Woven into this expanding web--pervading our academic institutions and trickling down into the mass media by way of high-brow journalism, film, and now, [William James?] fears, the Internet--is a nihilistic "postmodern culture" with its "vast fabric of competing isms," chief among them a terrorizing "absolute relativism" (228). (source)

Yet how do these "isms" differ from, say, Catholocism? Or spiritualism in general? Baudrillard has much to say about the simulacra of religion in Simulacra and Simulation:

. . . What becomes of the divinity when it reveals itself in icons, when it is multiplied in simulacra? Does it remain the supreme power that is simply incarnated in images as a visible theology? Or does it volatize itself in the simulacra that, alone, deploy their power and pomp of fascination -- the visible machinery of icons substituted for the pure and intelligible idea of God? (4)
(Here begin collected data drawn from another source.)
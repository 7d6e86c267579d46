use serde_json::Value;
use std::{
    sync::{
        atomic::{AtomicUsize, Ordering},
        Arc, Condvar, Mutex,
    },
    time::Duration,
};

use crate::{
    strategies::{Strategy, StrategyError},
    world::SnapshotVersion,
    IgnoreMutexErr,
};

/// upper bound on how long a stalled strategy blocks its thread
const MAX_STALL: Duration = Duration::from_secs(10);

/// A latch strategy code can block on. Closed until [`Gate::open`] is called.
#[derive(Clone, Default)]
pub struct Gate {
    inner: Arc<(Mutex<bool>, Condvar)>,
}

impl Gate {
    pub fn open(&self) {
        let (open, condvar) = &*self.inner;
        *open.lock().unwrap_ignore_poison() = true;
        condvar.notify_all();
    }

    /// Blocks the calling thread until the gate opens.
    pub fn wait(&self) {
        let (open, condvar) = &*self.inner;
        let guard = open.lock().unwrap_ignore_poison();
        let _ = condvar
            .wait_timeout_while(guard, MAX_STALL, |open| !*open)
            .unwrap_ignore_poison();
    }

    /// Opens the gate when dropped, so stalled threads end with the test.
    pub fn opener(&self) -> GateOpener {
        GateOpener(self.clone())
    }
}

pub struct GateOpener(Gate);

impl Drop for GateOpener {
    fn drop(&mut self) {
        self.0.open();
    }
}

#[derive(Clone)]
pub enum Script {
    /// answer with this raw command
    Reply(Value),
    /// return a strategy error
    Fault(String),
    /// panic with this message
    Panic(String),
    /// block for a while, then answer
    Sleep(Duration, Value),
    /// block until the gate opens, then answer
    Stall(Gate, Value),
}

/// A strategy doing what its [`Script`] says, counting its calls and keeping
/// the data it was given. Clones share the counters.
#[derive(Clone)]
pub struct Scripted {
    name: String,
    script: Script,
    version: SnapshotVersion,
    calls: Arc<AtomicUsize>,
    seen: Arc<Mutex<Vec<Value>>>,
}

impl Scripted {
    pub fn new(name: impl Into<String>, script: Script) -> Self {
        Self {
            name: name.into(),
            script,
            version: SnapshotVersion::default(),
            calls: Default::default(),
            seen: Default::default(),
        }
    }

    pub fn with_version(mut self, version: SnapshotVersion) -> Self {
        self.version = version;
        self
    }

    pub fn calls(&self) -> Arc<AtomicUsize> {
        self.calls.clone()
    }

    pub fn seen(&self) -> Arc<Mutex<Vec<Value>>> {
        self.seen.clone()
    }
}

impl Strategy for Scripted {
    fn team_name(&self) -> &str {
        &self.name
    }

    fn snapshot_version(&self) -> SnapshotVersion {
        self.version
    }

    fn update(&mut self, data: &Value) -> Result<Value, StrategyError> {
        self.calls.fetch_add(1, Ordering::SeqCst);
        self.seen.lock().unwrap_ignore_poison().push(data.clone());
        match &self.script {
            Script::Reply(command) => Ok(command.clone()),
            Script::Fault(message) => Err(StrategyError::new(message.clone())),
            Script::Panic(message) => panic!("{}", message),
            Script::Sleep(delay, command) => {
                std::thread::sleep(*delay);
                Ok(command.clone())
            }
            Script::Stall(gate, command) => {
                gate.wait();
                Ok(command.clone())
            }
        }
    }
}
Although we can integrate symbols and icons into our tangible lives, we remind ourselves that these merely hint at the true, infinite nature of our selected deity/deities. Signs like the cross or the swastika or the schwa spread easily and stick in one's head, yet they hold no substance in and of themselves; they each represent a larger concept that one cannot grasp fully. This sound a lot like the world wide web; the WWW is a world too large to comprehend in its entirety, so we must construct manageable, symbolic interfaces for the effective navigation throughout a sea of information. Steven Johnson goes on in his book, Interface Culture, about the nature of these interfaces:

When I think about the gap between raw information and its numinous life on the screen -- something I try to avoid doing, because it is a dark and difficult thought, more than a little like contemplating the age of the universe -- the whole sensation has a strangely religious feel to it, that sense of the mind trying to reach around a vibrant (and convenient) metaphor to the wider truth that lies beyond. Cathedrals, remember, were "infinity imagined," the heavens brought down to earthly scale. The medieval mind couldn't take in the full infinity of godliness, but it could subjugate itself before the majestic spires of Chartres or Saint-Sulpice. The interface offers a comparable sidelong view onto the infosphere, half unveiling and half disappearing act. It makes information sensible to you by keeping most of it from view -- for the simple reason that "most of it" is far too multitudinous to imagine in a single thought.

Others have also suggested that the digital world is taking us full circle back to a spiritual realm where gods are more real than people. Timothy Leary, in his book Chaos and Cyberculture, describes this succinctly:

A Definition of "Spiritual" Could Be "Digital."

Recite to yourself some of the traditional attributes of the word "spiritual": mythic, magical, ethereal, incorporeal, intangible, nonmaterial, disembodied, ideal, platonic. Is that not a definition of the electronic-digital?

The quantum-electronic universe of information defines the new spiritual state. These "spiritual" realms, over centuries imagined, may, perhaps, now be realized! The more philosophic among us find this philosophically intoxicating.

Granting digital technology the power of deity also allows attribution of evil. Some fear that within our emerging cyberculture lurks The Devil.